Au Liban, un accord peut parfois en cacher un autre. La conclusion possible du deal sur la délimitation de la frontière maritime avec Israël pourrait accélérer... la formation du gouvernement. C’est en tout cas ce que laisse entendre le camp présidentiel à moins d’un mois de l’expiration du sexennat, le 31 octobre. Le chef de l’État, Michel Aoun, a dit lundi espérer une prochaine naissance de l’équipe ministérielle, « maintenant que tous les obstacles qui entravaient jusque-là le processus sont aplanis ». La communauté internationale pousse en ce sens. Le Hezbollah aussi. Mais les planètes ne semblent pas encore alignées. « Le processus gouvernemental se poursuivra en dépit de tous les obstacles et de toutes les conditions », a dit hier le Premier ministre désigné Nagib Mikati. Comprendre : on est loin du compte.
Il s’exprimait dans le cadre d’une cérémonie tenue mardi à l’hôtel Phoenicia à Beyrouth. L’occasion pour lui de faire passer plusieurs messages politiques, comme son attachement à l’accord de Taëf, un point essentiel pour l’Arabie saoudite. « Nous sommes déterminés à poursuivre nos efforts conformément à la Constitution. Il est interdit que le parcours constitutionnel soit saboté ou entravé », a-t-il ajouté, dans une pique évidente au chef du Courant patriotique libre, Gebran Bassil, accusé de retarder la mise sur pied d’un cabinet.

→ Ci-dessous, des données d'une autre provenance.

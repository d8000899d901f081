//! `fieldnode-drivers` is a library crate that provides architecture-agnostic
//! drivers for the sensors a `fieldnode` device can drive.
//!
//! All drivers are implemented using only the [`embedded-hal`] traits,
//! ensuring compatibility with any platform that supports these abstractions.
//!
//! Drivers never block: an operation which needs the device to settle returns
//! the time to wait, and the caller polls again once it has elapsed.
//!
//! [`embedded-hal`]: https://crates.io/crates/embedded-hal

#![forbid(unsafe_code)]
#![deny(missing_docs)]
#![no_std]

/// The `BH1750` driver.
#[cfg(feature = "bh1750")]
pub mod bh1750;
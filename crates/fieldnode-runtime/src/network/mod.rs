use std::cell::Cell;
use std::rc::Rc;

use crate::config::{AccessPointConfig, Secrets};
use crate::error::Result;

mod manager;
/// Mock network drivers for host testing and simulation.
pub mod mock;
mod session;
mod time;
mod wifi;

pub use manager::{NetworkDrivers, NetworkManager};
pub use session::SessionKeeper;
pub use time::TimeKeeper;
pub use wifi::{WifiEvent, WifiMachine};

/// A network found by a scan.
#[derive(Debug, Clone, PartialEq, Eq)]
pub struct ScanResult {
    /// Network name.
    pub ssid: String,
    /// Signal strength, in dBm.
    pub rssi: i8,
    /// Hardware address of the access point.
    pub bssid: [u8; 6],
}

/// The state of the WiFi link as reported by the radio.
#[derive(Debug, Clone, Copy, PartialEq, Eq)]
pub enum LinkStatus {
    /// No connection was requested.
    Idle,
    /// A connection attempt is running.
    Connecting,
    /// The link is up.
    Connected,
    /// The last connection attempt failed.
    Failed,
    /// The link went down.
    Disconnected,
}

/// The WiFi radio of a device.
///
/// Every method returns right away: scans and connection attempts are
/// started here and polled on later ticks.
pub trait Radio {
    /// Returns the name of the network the radio joined last, if any.
    fn cached_network(&self) -> Option<String>;

    /// Reconnects to the cached network.
    ///
    /// # Errors
    ///
    /// An error is returned when the attempt cannot start.
    fn reconnect(&mut self) -> Result<()>;

    /// Starts a scan.
    ///
    /// # Errors
    ///
    /// An error is returned when the scan cannot start.
    fn start_scan(&mut self) -> Result<()>;

    /// Returns the number of networks found once the scan is complete.
    ///
    /// # Errors
    ///
    /// An error is returned when the scan failed.
    fn poll_scan(&mut self) -> Result<Option<usize>>;

    /// Returns a result of the last scan.
    fn scan_result(&self, id: usize) -> Option<ScanResult>;

    /// Connects to a network.
    ///
    /// A scan identifier pins the attempt to the access point found by the
    /// scan.
    ///
    /// # Errors
    ///
    /// An error is returned when the attempt cannot start.
    fn connect(&mut self, ssid: &str, password: &str, scan_id: Option<usize>) -> Result<()>;

    /// Returns the state of the link.
    fn link_status(&self) -> LinkStatus;

    /// Drops the link or aborts a connection attempt.
    fn disconnect(&mut self);

    /// Powers the radio off.
    fn power_off(&mut self);

    /// Powers the radio on.
    fn power_on(&mut self);

    /// Returns the signal strength of the link, in dBm.
    fn rssi(&self) -> Option<i8>;

    /// Opens an access point serving the provisioning portal.
    ///
    /// # Errors
    ///
    /// An error is returned when the access point cannot start.
    fn start_access_point(&mut self, ssid: &str) -> Result<()>;

    /// Closes the provisioning access point.
    fn stop_access_point(&mut self);

    /// Returns the credentials submitted through the portal, once.
    fn poll_provisioning(&mut self) -> Option<AccessPointConfig>;
}

/// The upstream session with the server.
pub trait Session {
    /// Starts opening the session.
    ///
    /// # Errors
    ///
    /// An error is returned when the attempt cannot start.
    fn open(&mut self, secrets: &Secrets) -> Result<()>;

    /// Returns whether the session is open.
    fn is_open(&self) -> bool;

    /// Closes the session.
    fn close(&mut self);
}

/// The wall clock synchronization service.
pub trait TimeSync {
    /// Starts a synchronization.
    ///
    /// # Errors
    ///
    /// An error is returned when the request cannot be sent.
    fn start(&mut self) -> Result<()>;

    /// Returns whether the wall clock is synchronized.
    fn is_synced(&self) -> bool;
}

/// The mode of the WiFi state machine.
#[derive(Debug, Clone, Copy, Default, PartialEq, Eq)]
pub enum WifiMode {
    /// Reconnecting to the cached network.
    #[default]
    FastConnect,
    /// Looking for known networks.
    Scanning,
    /// Trying the scanned networks, strongest first.
    MultiConnect,
    /// Trying every known network directly.
    HiddenConnect,
    /// Power cycling the radio.
    CyclePower,
    /// Connected.
    Connected,
    /// Serving the provisioning portal.
    CaptivePortal,
}

/// A copy of the network state.
#[derive(Debug, Clone, Copy, Default, PartialEq, Eq)]
pub struct NetworkSnapshot {
    /// WiFi mode.
    pub mode: WifiMode,
    /// Whether the upstream session is open.
    pub session_up: bool,
    /// Signal strength of the WiFi link, in dBm.
    pub rssi: Option<i8>,
    /// Whether the wall clock is synchronized.
    pub time_synced: bool,
}

/// The network state, readable by every task.
///
/// Clones share the same state.
#[derive(Debug, Clone, Default)]
pub struct NetworkStatus {
    snapshot: Rc<Cell<NetworkSnapshot>>,
}

impl NetworkStatus {
    /// Creates a [`NetworkStatus`] for a disconnected device.
    #[must_use]
    pub fn new() -> Self {
        Self::default()
    }

    /// Returns a copy of the state.
    #[must_use]
    pub fn snapshot(&self) -> NetworkSnapshot {
        self.snapshot.get()
    }

    /// Returns the WiFi mode.
    #[must_use]
    pub fn mode(&self) -> WifiMode {
        self.snapshot().mode
    }

    /// Returns whether the WiFi link is up.
    #[must_use]
    pub fn is_connected(&self) -> bool {
        self.mode() == WifiMode::Connected
    }

    /// Returns whether the upstream session is open.
    #[must_use]
    pub fn is_session_up(&self) -> bool {
        self.snapshot().session_up
    }

    /// Returns the signal strength of the WiFi link.
    #[must_use]
    pub fn rssi(&self) -> Option<i8> {
        self.snapshot().rssi
    }

    pub(crate) fn publish(&self, snapshot: NetworkSnapshot) {
        self.snapshot.set(snapshot);
    }
}
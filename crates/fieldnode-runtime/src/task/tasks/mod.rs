mod alert_sensor;
mod calibrate;
mod poll_sensor;
mod read_sensor;
mod set_rgb_led;
mod set_value;
mod system_monitor;

pub use alert_sensor::AlertSensor;
pub use calibrate::CalibrateSensor;
pub use poll_sensor::PollSensor;
pub use read_sensor::ReadSensor;
pub use set_rgb_led::SetRgbLed;
pub use set_value::SetActuator;
pub use system_monitor::SystemMonitor;

use std::time::Duration;

use uuid::Uuid;

use fieldnode::message::Message;
use fieldnode::parameters::{ParameterError, Parameters};
use fieldnode::telemetry::Telemetry;

use crate::error::Result;
use crate::outbox::Outbox;
use crate::peripheral::{Capability, Step};

use super::{BoundPeripheral, TaskEnv, TaskFactory};

pub(crate) const INTERVAL_KEY: &str = "interval_ms";
pub(crate) const DURATION_KEY: &str = "duration_ms";

/// Registers every built-in task type.
pub fn register_all(factory: &mut TaskFactory) {
    let _ = factory.register(PollSensor::TYPE_NAME, PollSensor::create);
    let _ = factory.register(ReadSensor::TYPE_NAME, ReadSensor::create);
    let _ = factory.register(SetActuator::TYPE_NAME, SetActuator::create);
    let _ = factory.register(CalibrateSensor::TYPE_NAME, CalibrateSensor::create);
    let _ = factory.register(AlertSensor::TYPE_NAME, AlertSensor::create);
    let _ = factory.register(SetRgbLed::TYPE_NAME, SetRgbLed::create);
}

// Reads a strictly positive interval in milliseconds.
fn interval(parameters: &Parameters<'_>, default: Option<u64>) -> Result<Duration> {
    let interval = match default {
        Some(default) => parameters.optional_u64(INTERVAL_KEY)?.unwrap_or(default),
        None => parameters.u64(INTERVAL_KEY)?,
    };
    if interval == 0 {
        return Err(ParameterError::invalid(INTERVAL_KEY, "unsigned int above 0").into());
    }
    Ok(Duration::from_millis(interval))
}

/// Reads a sensor and sends its values as telemetry.
///
/// A sensor with the [`StartMeasurement`](crate::peripheral::StartMeasurement)
/// capability is read only once its measurement is done.
#[derive(Debug)]
struct Sampler {
    task_id: Uuid,
    sensor: BoundPeripheral,
    outbox: Outbox,
    measures: bool,
}

impl Sampler {
    fn new(parameters: &Parameters<'_>, env: &TaskEnv<'_>) -> Result<Self> {
        let task_id = parameters.id()?;
        let sensor = BoundPeripheral::resolve(parameters, env, Capability::GetValues)?;
        let measures = sensor.supports(Capability::StartMeasurement);

        Ok(Self {
            task_id,
            sensor,
            outbox: env.outbox.clone(),
            measures,
        })
    }

    // Returns how long to wait before the first reading.
    fn start(&self, parameters: &Parameters<'_>) -> Result<Duration> {
        if !self.measures {
            return Ok(Duration::ZERO);
        }
        Ok(match self.sensor.start_measurement(parameters)? {
            Step::Wait(wait) => wait,
            Step::Done => Duration::ZERO,
        })
    }

    // Returns the time to wait while the measurement is not ready.
    fn sample(&self) -> Result<Option<Duration>> {
        if self.measures {
            if let Step::Wait(wait) = self.sensor.handle_measurement()? {
                return Ok(Some(wait));
            }
        }

        let values = self.sensor.get_values()?;
        self.outbox.send(Message::Telemetry(Telemetry::new(
            self.task_id,
            *self.sensor.uuid(),
            values,
        )));
        Ok(None)
    }
}
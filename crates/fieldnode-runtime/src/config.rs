use std::cell::RefCell;
use std::fs::{self, File};
use std::io::{BufReader, BufWriter, ErrorKind as IoErrorKind, Write};
use std::path::{Path, PathBuf};
use std::rc::Rc;
use std::time::Duration;

use serde::{Deserialize, Serialize};

use tracing::{debug, info, warn};

use crate::error::{Error, ErrorKind, Result};

// Default path of the secrets file.
const DEFAULT_SECRETS_PATH: &str = "/secrets.json";
// Default name of the provisioning access point.
const DEFAULT_PORTAL_SSID: &str = "fieldnode-setup";

/// A WiFi network the device knows the credentials of.
#[derive(Debug, Clone, Default, PartialEq, Eq, Serialize, Deserialize)]
pub struct AccessPointConfig {
    /// Network name.
    pub ssid: String,
    /// Network password.
    #[serde(default)]
    pub password: String,
}

impl AccessPointConfig {
    /// Creates an [`AccessPointConfig`].
    #[must_use]
    pub fn new(ssid: impl Into<String>, password: impl Into<String>) -> Self {
        Self {
            ssid: ssid.into(),
            password: password.into(),
        }
    }
}

/// The credentials a device keeps across restarts.
#[derive(Debug, Clone, Default, PartialEq, Eq, Serialize, Deserialize)]
#[serde(default)]
pub struct Secrets {
    /// Known WiFi networks.
    pub wifi_aps: Vec<AccessPointConfig>,
    /// Domain of the server.
    #[serde(skip_serializing_if = "Option::is_none")]
    pub core_domain: Option<String>,
    /// Token authenticating the session with the server.
    #[serde(skip_serializing_if = "Option::is_none")]
    pub ws_token: Option<String>,
}

impl Secrets {
    /// Adds a network, replacing the credentials of a network with the same
    /// name.
    ///
    /// The network is tried first from now on.
    pub fn upsert_access_point(&mut self, access_point: AccessPointConfig) {
        self.wifi_aps.retain(|known| known.ssid != access_point.ssid);
        self.wifi_aps.insert(0, access_point);
    }
}

/// Persistent storage of the [`Secrets`].
pub trait Storage {
    /// Loads the secrets.
    ///
    /// # Errors
    ///
    /// An error is returned when the storage cannot be read.
    fn load_secrets(&self) -> Result<Secrets>;

    /// Stores the secrets.
    ///
    /// # Errors
    ///
    /// An error is returned when the storage cannot be written.
    fn store_secrets(&mut self, secrets: &Secrets) -> Result<()>;
}

/// A [`Storage`] keeping the secrets in a JSON file.
///
/// A missing file holds no secrets, and so does a malformed one, which lets
/// the captive portal provision the device again. Stores go through a
/// staging file renamed over the previous one, so an interrupted store
/// leaves the previous secrets intact.
#[derive(Debug, Clone)]
pub struct JsonFileStorage {
    path: PathBuf,
}

impl JsonFileStorage {
    /// Creates a [`JsonFileStorage`] at the default path.
    #[must_use]
    pub fn new() -> Self {
        Self::at(DEFAULT_SECRETS_PATH)
    }

    /// Creates a [`JsonFileStorage`] at the given path.
    #[must_use]
    pub fn at(path: impl AsRef<Path>) -> Self {
        Self {
            path: path.as_ref().to_path_buf(),
        }
    }

    /// Returns the path of the file.
    #[must_use]
    pub fn path(&self) -> &Path {
        &self.path
    }

    // New secrets are written next to the file, then renamed over it.
    fn staging_path(&self) -> PathBuf {
        self.path.with_extension("tmp")
    }
}

impl Default for JsonFileStorage {
    fn default() -> Self {
        Self::new()
    }
}

impl Storage for JsonFileStorage {
    fn load_secrets(&self) -> Result<Secrets> {
        let file = match File::open(&self.path) {
            Ok(file) => file,
            Err(e) if e.kind() == IoErrorKind::NotFound => {
                info!("No secrets found at {}", self.path.display());
                return Ok(Secrets::default());
            }
            Err(e) => return Err(e.into()),
        };

        match serde_json::from_reader(BufReader::new(file)) {
            Ok(secrets) => Ok(secrets),
            Err(e) if e.is_io() => Err(Error::new(
                ErrorKind::Storage,
                format!("Could not read {}: {e}", self.path.display()),
            )),
            // A truncated or corrupt document is replaced on the next store.
            Err(e) => {
                warn!(
                    "Ignoring the malformed secrets at {}: {e}",
                    self.path.display()
                );
                Ok(Secrets::default())
            }
        }
    }

    fn store_secrets(&mut self, secrets: &Secrets) -> Result<()> {
        let staging = self.staging_path();
        let mut writer = BufWriter::new(File::create(&staging)?);
        serde_json::to_writer_pretty(&mut writer, secrets).map_err(|e| {
            Error::new(
                ErrorKind::Storage,
                format!("Could not write {}: {e}", staging.display()),
            )
        })?;
        writer.flush()?;
        writer.get_ref().sync_all()?;
        drop(writer);

        // The previous secrets stay in place until the new ones are complete.
        fs::rename(&staging, &self.path)?;
        debug!("Stored secrets at {}", self.path.display());
        Ok(())
    }
}

/// A [`Storage`] kept in memory.
///
/// Clones share the same secrets.
#[derive(Debug, Clone, Default)]
pub struct MemoryStorage {
    secrets: Rc<RefCell<Secrets>>,
}

impl MemoryStorage {
    /// Creates a [`MemoryStorage`] holding the given secrets.
    #[must_use]
    pub fn new(secrets: Secrets) -> Self {
        Self {
            secrets: Rc::new(RefCell::new(secrets)),
        }
    }

    /// Returns a copy of the stored secrets.
    #[must_use]
    pub fn secrets(&self) -> Secrets {
        self.secrets.borrow().clone()
    }
}

impl Storage for MemoryStorage {
    fn load_secrets(&self) -> Result<Secrets> {
        Ok(self.secrets())
    }

    fn store_secrets(&mut self, secrets: &Secrets) -> Result<()> {
        let _ = self.secrets.replace(secrets.clone());
        Ok(())
    }
}

/// Timeouts and thresholds of network acquisition.
///
/// Every mode of the WiFi state machine is bounded by one of these
/// durations, measured from the moment the mode, or the attempt, started.
#[derive(Debug, Clone, Copy, PartialEq, Eq)]
pub struct NetworkConfig {
    pub(crate) tick_period: Duration,
    pub(crate) fast_connect_timeout: Duration,
    pub(crate) scan_timeout: Duration,
    pub(crate) connect_timeout: Duration,
    pub(crate) power_off_time: Duration,
    pub(crate) captive_portal_after_cycles: u32,
    pub(crate) captive_portal_timeout: Duration,
    pub(crate) restart_after_portal_timeouts: u32,
    pub(crate) portal_ssid: &'static str,
    pub(crate) time_sync_timeout: Duration,
    pub(crate) time_sync_retry: Duration,
    pub(crate) time_sync_period: Duration,
    pub(crate) session_connect_timeout: Duration,
    pub(crate) session_retry: Duration,
}

impl NetworkConfig {
    /// Creates a [`NetworkConfig`] with the default values.
    #[must_use]
    pub const fn new() -> Self {
        Self {
            tick_period: Duration::from_millis(100),
            fast_connect_timeout: Duration::from_secs(10),
            scan_timeout: Duration::from_secs(10),
            connect_timeout: Duration::from_secs(10),
            power_off_time: Duration::from_secs(1),
            captive_portal_after_cycles: 3,
            captive_portal_timeout: Duration::from_secs(300),
            restart_after_portal_timeouts: 3,
            portal_ssid: DEFAULT_PORTAL_SSID,
            time_sync_timeout: Duration::from_secs(30),
            time_sync_retry: Duration::from_secs(60),
            time_sync_period: Duration::from_secs(24 * 60 * 60),
            session_connect_timeout: Duration::from_secs(10),
            session_retry: Duration::from_secs(5),
        }
    }

    /// Sets the time between two runs of the network manager.
    #[must_use]
    pub const fn tick_period(mut self, period: Duration) -> Self {
        self.tick_period = period;
        self
    }

    /// Sets how long reconnecting to the last network may take.
    #[must_use]
    pub const fn fast_connect_timeout(mut self, timeout: Duration) -> Self {
        self.fast_connect_timeout = timeout;
        self
    }

    /// Sets how long a scan may take.
    #[must_use]
    pub const fn scan_timeout(mut self, timeout: Duration) -> Self {
        self.scan_timeout = timeout;
        self
    }

    /// Sets how long connecting to a single network may take.
    #[must_use]
    pub const fn connect_timeout(mut self, timeout: Duration) -> Self {
        self.connect_timeout = timeout;
        self
    }

    /// Sets how long the radio stays off during a power cycle.
    #[must_use]
    pub const fn power_off_time(mut self, time: Duration) -> Self {
        self.power_off_time = time;
        self
    }

    /// Sets after how many power cycles without a network the captive
    /// portal opens.
    #[must_use]
    pub const fn captive_portal_after_cycles(mut self, cycles: u32) -> Self {
        self.captive_portal_after_cycles = cycles;
        self
    }

    /// Sets how long the captive portal stays open.
    #[must_use]
    pub const fn captive_portal_timeout(mut self, timeout: Duration) -> Self {
        self.captive_portal_timeout = timeout;
        self
    }

    /// Sets after how many consecutive captive portal timeouts the device
    /// restarts.
    #[must_use]
    pub const fn restart_after_portal_timeouts(mut self, timeouts: u32) -> Self {
        self.restart_after_portal_timeouts = timeouts;
        self
    }

    /// Sets the name of the provisioning access point.
    #[must_use]
    pub const fn portal_ssid(mut self, ssid: &'static str) -> Self {
        self.portal_ssid = ssid;
        self
    }

    /// Sets how long a time synchronization may take.
    #[must_use]
    pub const fn time_sync_timeout(mut self, timeout: Duration) -> Self {
        self.time_sync_timeout = timeout;
        self
    }

    /// Sets the time before retrying a failed time synchronization.
    #[must_use]
    pub const fn time_sync_retry(mut self, retry: Duration) -> Self {
        self.time_sync_retry = retry;
        self
    }

    /// Sets the time between two successful time synchronizations.
    #[must_use]
    pub const fn time_sync_period(mut self, period: Duration) -> Self {
        self.time_sync_period = period;
        self
    }

    /// Sets how long opening the server session may take.
    #[must_use]
    pub const fn session_connect_timeout(mut self, timeout: Duration) -> Self {
        self.session_connect_timeout = timeout;
        self
    }

    /// Sets the time before opening the server session again.
    #[must_use]
    pub const fn session_retry(mut self, retry: Duration) -> Self {
        self.session_retry = retry;
        self
    }

    /// Returns the time between two runs of the network manager.
    #[must_use]
    pub const fn period(&self) -> Duration {
        self.tick_period
    }
}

En cas d’échec à former une équipe ministérielle, le pays risque de plonger dans le vide au niveau de l’exécutif, M. Aoun étant déterminé à ne pas remettre ses pouvoirs à un cabinet sortant. Pour éviter un tel scénario, le Hezbollah, allié de longue date du tandem Aoun-Bassil, s’active pour accélérer les tractations gouvernementales. L’agence locale al-Markaziya a annoncé hier qu’un émissaire du parti se rendra chez M. Mikati durant les prochaines heures.
Dans un premier temps, la formation chiite était parvenue à convaincre le camp présidentiel de renoncer à la demande d’élargir le cabinet sortant en y incorporant six figures politiques. C’est ce qui avait fait dire à certains observateurs que la genèse du prochain cabinet était imminente.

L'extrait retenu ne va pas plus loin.